**What is expected**
The lines below should be written out again in full, exactly as they are.
Start of Data records
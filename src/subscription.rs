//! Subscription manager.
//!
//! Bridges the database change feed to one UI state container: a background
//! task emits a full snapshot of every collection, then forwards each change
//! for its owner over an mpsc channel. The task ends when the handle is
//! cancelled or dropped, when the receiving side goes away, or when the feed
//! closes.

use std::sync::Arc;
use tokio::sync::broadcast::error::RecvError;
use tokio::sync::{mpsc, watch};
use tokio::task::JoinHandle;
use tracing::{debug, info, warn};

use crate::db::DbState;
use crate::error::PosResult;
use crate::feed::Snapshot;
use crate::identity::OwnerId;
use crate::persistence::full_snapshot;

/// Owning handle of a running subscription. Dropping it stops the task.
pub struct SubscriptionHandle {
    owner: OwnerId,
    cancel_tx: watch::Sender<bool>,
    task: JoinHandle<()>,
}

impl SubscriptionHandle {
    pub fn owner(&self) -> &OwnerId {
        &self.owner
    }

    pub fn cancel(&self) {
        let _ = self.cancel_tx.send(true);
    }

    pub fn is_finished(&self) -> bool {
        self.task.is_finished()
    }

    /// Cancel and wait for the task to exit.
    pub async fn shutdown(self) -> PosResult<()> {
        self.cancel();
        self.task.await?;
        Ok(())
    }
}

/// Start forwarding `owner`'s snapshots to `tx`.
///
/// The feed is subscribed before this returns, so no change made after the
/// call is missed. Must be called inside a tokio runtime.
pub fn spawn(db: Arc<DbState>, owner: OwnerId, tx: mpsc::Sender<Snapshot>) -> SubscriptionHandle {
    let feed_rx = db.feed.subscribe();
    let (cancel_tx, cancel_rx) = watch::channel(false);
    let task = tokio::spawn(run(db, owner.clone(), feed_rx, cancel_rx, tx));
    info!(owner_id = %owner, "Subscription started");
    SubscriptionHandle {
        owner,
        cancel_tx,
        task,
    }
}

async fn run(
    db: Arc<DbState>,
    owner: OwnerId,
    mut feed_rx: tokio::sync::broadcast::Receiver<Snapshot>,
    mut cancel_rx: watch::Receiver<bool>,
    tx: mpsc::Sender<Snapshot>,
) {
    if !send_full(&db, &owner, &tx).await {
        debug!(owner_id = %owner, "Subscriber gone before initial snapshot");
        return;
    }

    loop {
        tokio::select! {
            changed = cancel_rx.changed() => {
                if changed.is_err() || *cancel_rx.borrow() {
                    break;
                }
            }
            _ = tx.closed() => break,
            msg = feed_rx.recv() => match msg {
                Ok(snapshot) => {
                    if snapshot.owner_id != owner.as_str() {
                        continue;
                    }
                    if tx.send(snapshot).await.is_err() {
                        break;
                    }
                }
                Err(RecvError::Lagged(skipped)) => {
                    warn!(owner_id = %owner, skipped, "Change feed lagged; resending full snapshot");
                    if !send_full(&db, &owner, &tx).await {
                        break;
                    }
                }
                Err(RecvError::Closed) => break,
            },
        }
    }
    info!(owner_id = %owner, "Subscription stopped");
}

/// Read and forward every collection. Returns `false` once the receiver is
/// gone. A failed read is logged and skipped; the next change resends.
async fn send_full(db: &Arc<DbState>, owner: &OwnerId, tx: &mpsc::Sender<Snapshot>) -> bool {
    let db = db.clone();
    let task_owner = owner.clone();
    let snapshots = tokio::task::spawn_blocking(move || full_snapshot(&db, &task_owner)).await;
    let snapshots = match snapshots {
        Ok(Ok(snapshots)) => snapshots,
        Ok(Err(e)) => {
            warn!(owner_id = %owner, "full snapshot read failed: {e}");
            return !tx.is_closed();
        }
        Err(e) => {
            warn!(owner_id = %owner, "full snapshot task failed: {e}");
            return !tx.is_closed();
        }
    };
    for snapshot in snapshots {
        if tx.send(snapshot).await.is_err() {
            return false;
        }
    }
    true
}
End of Data records
**The answer**
filename src/subscription.rs
//! Subscription manager.
//!
//! Bridges the database change feed to one UI state container: a background
//! task emits a full snapshot of every collection, then forwards each change
//! for its owner over an mpsc channel. The task ends when the handle is
//! cancelled or dropped, when the receiving side goes away, or when the feed
//! closes.

use std::sync::Arc;
use tokio::sync::broadcast::error::RecvError;
use tokio::sync::{mpsc, watch};
use tokio::task::JoinHandle;
use tracing::{debug, info, warn};

use crate::db::DbState;
use crate::error::PosResult;
use crate::feed::Snapshot;
use crate::identity::OwnerId;
use crate::persistence::full_snapshot;

/// Owning handle of a running subscription. Dropping it stops the task.
pub struct SubscriptionHandle {
    owner: OwnerId,
    cancel_tx: watch::Sender<bool>,
    task: JoinHandle<()>,
}

impl SubscriptionHandle {
    pub fn owner(&self) -> &OwnerId {
        &self.owner
    }

    pub fn cancel(&self) {
        let _ = self.cancel_tx.send(true);
    }

    pub fn is_finished(&self) -> bool {
        self.task.is_finished()
    }

    /// Cancel and wait for the task to exit.
    pub async fn shutdown(self) -> PosResult<()> {
        self.cancel();
        self.task.await?;
        Ok(())
    }
}

/// Start forwarding `owner`'s snapshots to `tx`.
///
/// The feed is subscribed before this returns, so no change made after the
/// call is missed. Must be called inside a tokio runtime.
pub fn spawn(db: Arc<DbState>, owner: OwnerId, tx: mpsc::Sender<Snapshot>) -> SubscriptionHandle {
    let feed_rx = db.feed.subscribe();
    let (cancel_tx, cancel_rx) = watch::channel(false);
    let task = tokio::spawn(run(db, owner.clone(), feed_rx, cancel_rx, tx));
    info!(owner_id = %owner, "Subscription started");
    SubscriptionHandle {
        owner,
        cancel_tx,
        task,
    }
}

async fn run(
    db: Arc<DbState>,
    owner: OwnerId,
    mut feed_rx: tokio::sync::broadcast::Receiver<Snapshot>,
    mut cancel_rx: watch::Receiver<bool>,
    tx: mpsc::Sender<Snapshot>,
) {
    if !send_full(&db, &owner, &tx).await {
        debug!(owner_id = %owner, "Subscriber gone before initial snapshot");
        return;
    }

    loop {
        tokio::select! {
            changed = cancel_rx.changed() => {
                if changed.is_err() || *cancel_rx.borrow() {
                    break;
                }
            }
            _ = tx.closed() => break,
            msg = feed_rx.recv() => match msg {
                Ok(snapshot) => {
                    if snapshot.owner_id != owner.as_str() {
                        continue;
                    }
                    if tx.send(snapshot).await.is_err() {
                        break;
                    }
                }
                Err(RecvError::Lagged(skipped)) => {
                    warn!(owner_id = %owner, skipped, "Change feed lagged; resending full snapshot");
                    if !send_full(&db, &owner, &tx).await {
                        break;
                    }
                }
                Err(RecvError::Closed) => break,
            },
        }
    }
    info!(owner_id = %owner, "Subscription stopped");
}

/// Read and forward every collection. Returns `false` once the receiver is
/// gone. A failed read is logged and skipped; the next change resends.
async fn send_full(db: &Arc<DbState>, owner: &OwnerId, tx: &mpsc::Sender<Snapshot>) -> bool {
    let db = db.clone();
    let task_owner = owner.clone();
    let snapshots = tokio::task::spawn_blocking(move || full_snapshot(&db, &task_owner)).await;
    let snapshots = match snapshots {
        Ok(Ok(snapshots)) => snapshots,
        Ok(Err(e)) => {
            warn!(owner_id = %owner, "full snapshot read failed: {e}");
            return !tx.is_closed();
        }
        Err(e) => {
            warn!(owner_id = %owner, "full snapshot task failed: {e}");
            return !tx.is_closed();
        }
    };
    for snapshot in snapshots {
        if tx.send(snapshot).await.is_err() {
            return false;
        }
    }
    true
}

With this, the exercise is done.